Это-то увлечение и возвратило Штумма фон Бордвера в окружение Диотимы, вскоре после того как она удалила его оттуда. Стоя вблизи этой восхищавшей его женщины, тем более что он никого больше не знал, он слушал ее разговоры. Он охотно делал бы заметки, ибо никогда не подумал бы, если бы не слышал собственными ушами речей, которыми Диотима приветствовала всяческих знаменитостей, что таким духовным богатством можно с улыбкой играть, как ниткой жемчуга. Только ее взгляд, когда она несколько раз немилостиво повернулась в его сторону, дал ему понять, что генералу не подобает подслушивать, и прогнал его прочь.
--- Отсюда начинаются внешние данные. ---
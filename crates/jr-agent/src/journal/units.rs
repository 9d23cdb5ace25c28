//! Unit listing classification and host flavor detection

use std::path::Path;

use jr_protocol::UnitMap;

use crate::error::AdapterError;

/// Transport classes offered besides the default journal transport
pub const TRANSPORT_CLASSES: [&str; 2] = ["audit", "kernel"];

const SERVICE_SUFFIX: &str = ".service";

/// Host OS flavor; decides how unit-list lines are split
#[derive(Debug, Clone, Copy, PartialEq, Eq, Default)]
pub enum OsFlavor {
    /// Leading whitespace is stripped before splitting
    #[default]
    OpenEuler,
    /// Lines are split as printed
    Kylin,
}

impl OsFlavor {
    /// Classify the first word of a release file
    pub fn from_release(contents: &str) -> Result<Self, AdapterError> {
        let name = contents.split(' ').next().unwrap_or_default().trim();
        match name {
            "openEuler" => Ok(Self::OpenEuler),
            "Kylin" => Ok(Self::Kylin),
            other => Err(AdapterError::UnsupportedOs(other.to_string())),
        }
    }

    /// Read and classify the release file at `path`
    pub fn detect(path: &Path) -> Result<Self, AdapterError> {
        let contents =
            std::fs::read_to_string(path).map_err(|source| AdapterError::ReleaseFile {
                path: path.display().to_string(),
                source,
            })?;
        Self::from_release(&contents)
    }
}

/// Extract service names (without `.service`) from `systemctl list-units` output
pub fn parse_unit_list(raw: &str, flavor: OsFlavor) -> Vec<String> {
    raw.lines()
        .filter(|line| !line.is_empty())
        .filter_map(|line| {
            let line = match flavor {
                OsFlavor::OpenEuler => line.trim_start_matches(' '),
                OsFlavor::Kylin => line,
            };
            line.split(' ')
                .find(|token| token.contains(SERVICE_SUFFIX))
                .and_then(|token| token.split(SERVICE_SUFFIX).next())
                .filter(|name| !name.is_empty())
                .map(str::to_string)
        })
        .collect()
}

/// `root:0`, plus `name:uid` of the current user when that is not root
#[cfg(unix)]
pub fn known_users() -> Result<Vec<String>, AdapterError> {
    use nix::unistd::{Uid, User};

    let lookup = |e: nix::Error| AdapterError::UserLookup(e.to_string());

    let root = User::from_name("root")
        .map_err(lookup)?
        .ok_or_else(|| AdapterError::UserLookup("no root user".into()))?;
    let mut users = vec![format!("{}:{}", root.name, root.uid)];

    let current = User::from_uid(Uid::effective())
        .map_err(lookup)?
        .ok_or_else(|| AdapterError::UserLookup("current user has no passwd entry".into()))?;
    if current.name != "root" {
        users.push(format!("{}:{}", current.name, current.uid));
    }
    Ok(users)
}

/// `root:0` only; user databases are not consulted on this platform
#[cfg(not(unix))]
pub fn known_users() -> Result<Vec<String>, AdapterError> {
    Ok(vec!["root:0".to_string()])
}

/// Assemble the unit map sent in answer to a unit listing
pub fn build_unit_map(raw: &str, flavor: OsFlavor) -> Result<UnitMap, AdapterError> {
    Ok(UnitMap {
        user: known_users()?,
        transport: TRANSPORT_CLASSES.iter().map(|s| s.to_string()).collect(),
        systemd: parse_unit_list(raw, flavor),
    })
}
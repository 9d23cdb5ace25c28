//! Duplex WebSocket abstraction
//!
//! Accepted connections (axum) and dialed connections (tokio-tungstenite)
//! are both reduced to a boxed [`FrameSink`] and [`FrameStream`] pair so the
//! streaming session and the relay never depend on which side of a hop they
//! sit on. Ping and pong frames are handled by the WebSocket layer and are
//! filtered out here.

use std::borrow::Cow;
use std::fmt;
use std::pin::Pin;

use futures::future;
use futures::{Sink, SinkExt, Stream, StreamExt};
use tokio::io::{AsyncRead, AsyncWrite};
use tokio_tungstenite::tungstenite::protocol::frame::coding::CloseCode;
use tokio_tungstenite::tungstenite::protocol::CloseFrame as TungsteniteCloseFrame;
use tokio_tungstenite::tungstenite::Message as TungsteniteMessage;
use tokio_tungstenite::WebSocketStream;

use axum::extract::ws::{CloseFrame as AxumCloseFrame, Message as AxumMessage, WebSocket};

use crate::error::TransportError;

/// Normal closure status code
pub const CLOSE_NORMAL: u16 = 1000;

/// Status code reported when a peer vanished without a close handshake
pub const CLOSE_ABNORMAL: u16 = 1006;

/// Largest close reason a control frame can carry
pub const MAX_CLOSE_REASON: usize = 123;

/// Close frame contents
#[derive(Debug, Clone, PartialEq, Eq)]
pub struct CloseReason {
    pub code: u16,
    pub reason: String,
}

impl CloseReason {
    /// Normal closure with a reason, truncated to fit a control frame
    pub fn normal(reason: impl Into<String>) -> Self {
        Self {
            code: CLOSE_NORMAL,
            reason: truncate_reason(reason.into()),
        }
    }
}

impl fmt::Display for CloseReason {
    fn fmt(&self, f: &mut fmt::Formatter<'_>) -> fmt::Result {
        if self.reason.is_empty() {
            write!(f, "close {}", self.code)
        } else {
            write!(f, "close {}: {}", self.code, self.reason)
        }
    }
}

/// One WebSocket data or close frame
#[derive(Debug, Clone, PartialEq, Eq)]
pub enum Frame {
    Text(String),
    Binary(Vec<u8>),
    Close(Option<CloseReason>),
}

impl Frame {
    /// Close frame with code 1000 and the given reason
    pub fn close_normal(reason: impl Into<String>) -> Self {
        Frame::Close(Some(CloseReason::normal(reason)))
    }

    /// Payload bytes of a data frame
    pub fn as_bytes(&self) -> Option<&[u8]> {
        match self {
            Frame::Text(text) => Some(text.as_bytes()),
            Frame::Binary(bytes) => Some(bytes),
            Frame::Close(_) => None,
        }
    }

    fn into_axum(self) -> AxumMessage {
        match self {
            Frame::Text(text) => AxumMessage::Text(text),
            Frame::Binary(bytes) => AxumMessage::Binary(bytes),
            Frame::Close(reason) => AxumMessage::Close(reason.map(|r| AxumCloseFrame {
                code: r.code,
                reason: Cow::Owned(r.reason),
            })),
        }
    }

    fn from_axum(message: AxumMessage) -> Option<Self> {
        match message {
            AxumMessage::Text(text) => Some(Frame::Text(text)),
            AxumMessage::Binary(bytes) => Some(Frame::Binary(bytes)),
            AxumMessage::Close(frame) => Some(Frame::Close(frame.map(|f| CloseReason {
                code: f.code,
                reason: f.reason.into_owned(),
            }))),
            AxumMessage::Ping(_) | AxumMessage::Pong(_) => None,
        }
    }

    fn into_tungstenite(self) -> TungsteniteMessage {
        match self {
            Frame::Text(text) => TungsteniteMessage::Text(text),
            Frame::Binary(bytes) => TungsteniteMessage::Binary(bytes),
            Frame::Close(reason) => {
                TungsteniteMessage::Close(reason.map(|r| TungsteniteCloseFrame {
                    code: CloseCode::from(r.code),
                    reason: Cow::Owned(r.reason),
                }))
            }
        }
    }

    fn from_tungstenite(message: TungsteniteMessage) -> Option<Self> {
        match message {
            TungsteniteMessage::Text(text) => Some(Frame::Text(text)),
            TungsteniteMessage::Binary(bytes) => Some(Frame::Binary(bytes)),
            TungsteniteMessage::Close(frame) => Some(Frame::Close(frame.map(|f| CloseReason {
                code: u16::from(f.code),
                reason: f.reason.into_owned(),
            }))),
            TungsteniteMessage::Ping(_)
            | TungsteniteMessage::Pong(_)
            | TungsteniteMessage::Frame(_) => None,
        }
    }
}

/// Outbound half of a connection
pub type FrameSink = Pin<Box<dyn Sink<Frame, Error = TransportError> + Send>>;

/// Inbound half of a connection
pub type FrameStream = Pin<Box<dyn Stream<Item = Result<Frame, TransportError>> + Send>>;

/// Split an accepted axum WebSocket
pub fn from_axum(socket: WebSocket) -> (FrameSink, FrameStream) {
    let (tx, rx) = socket.split();

    let sink = tx
        .sink_map_err(|e| TransportError::WebSocket(e.to_string()))
        .with(|frame: Frame| future::ready(Ok::<_, TransportError>(frame.into_axum())));

    let stream = rx.filter_map(|item| {
        future::ready(match item {
            Ok(message) => Frame::from_axum(message).map(Ok),
            Err(e) => Some(Err(TransportError::WebSocket(e.to_string()))),
        })
    });

    (Box::pin(sink), Box::pin(stream))
}

/// Split a dialed tokio-tungstenite WebSocket
pub fn from_tungstenite<S>(socket: WebSocketStream<S>) -> (FrameSink, FrameStream)
where
    S: AsyncRead + AsyncWrite + Unpin + Send + 'static,
{
    let (tx, rx) = socket.split();

    let sink = tx
        .sink_map_err(|e| TransportError::WebSocket(e.to_string()))
        .with(|frame: Frame| future::ready(Ok::<_, TransportError>(frame.into_tungstenite())));

    let stream = rx.filter_map(|item| {
        future::ready(match item {
            Ok(message) => Frame::from_tungstenite(message).map(Ok),
            Err(e) => Some(Err(TransportError::WebSocket(e.to_string()))),
        })
    });

    (Box::pin(sink), Box::pin(stream))
}

/// One end of an in-process duplex connection
pub struct MemoryEnd {
    pub sink: FrameSink,
    pub stream: FrameStream,
}

/// Create two connected in-process ends.
///
/// Frames sent on one end arrive on the other. Dropping an end's sink ends
/// the peer's stream without a close frame.
pub fn memory_pair() -> (MemoryEnd, MemoryEnd) {
    let (a_tx, a_rx) = futures::channel::mpsc::unbounded::<Frame>();
    let (b_tx, b_rx) = futures::channel::mpsc::unbounded::<Frame>();

    let end = |tx: futures::channel::mpsc::UnboundedSender<Frame>,
               rx: futures::channel::mpsc::UnboundedReceiver<Frame>| {
        let sink: FrameSink = Box::pin(tx.sink_map_err(|_| TransportError::Closed));
        let stream: FrameStream = Box::pin(rx.map(Ok));
        MemoryEnd { sink, stream }
    };

    (end(a_tx, b_rx), end(b_tx, a_rx))
}

/// Outcome of one read from a [`FrameStream`], classified for error reporting
#[derive(Debug)]
pub enum Inbound {
    /// A data frame
    Data(Frame),
    /// The peer completed a close handshake
    Closed(Option<CloseReason>),
    /// The stream ended without a close frame
    Abnormal,
    /// The transport failed
    Failed(TransportError),
}

/// Read the next frame and classify it
pub async fn next_inbound(stream: &mut FrameStream) -> Inbound {
    match stream.next().await {
        Some(Ok(Frame::Close(reason))) => Inbound::Closed(reason),
        Some(Ok(frame)) => Inbound::Data(frame),
        Some(Err(e)) => Inbound::Failed(e),
        None => Inbound::Abnormal,
    }
}

/// Cut a close reason down to the control frame limit on a char boundary
pub fn truncate_reason(mut reason: String) -> String {
    if reason.len() > MAX_CLOSE_REASON {
        let mut end = MAX_CLOSE_REASON;
        while !reason.is_char_boundary(end) {
            end -= 1;
        }
        reason.truncate(end);
    }
    reason
}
Он несколько раз одиноко прошелся по переполненной квартире, выпил стакан вина и как раз хотел найти себе декоративную позицию где-нибудь у стены, когда вдруг обнаружил Ульриха, которого видел уже на первом заседании, и миг этот озарил его память, ибо Ульрих был некогда смышленым, беспокойным лейтенантом в одном из тех двух эскадронов, которыми в свое время, будучи подполковником, мягко командовал генерал Штумм. «Одного со мной ноля ягода, — подумал Штумм, — а уже в молодом возрасте достиг такого высокого положения!» Он направился к нему, и после того как старые знакомые немного поболтали о происшедших переменах, Штумм указал на окружавшую их толпу и сказал:

— Великолепная для меня возможность познакомиться с важнейшими штатскими проблемами мира!

— Тебя ждет много сюрпризов, генерал, — ответил Ульрих.

Генерал, искавший себе союзника, тепло пожал ему руку.

— Ты был лейтенантом в девятом уланском полку, — сказал он со значением, — и это будет для нас когда-нибудь большой честью, хотя другие еще не понимают это сейчас так, как я!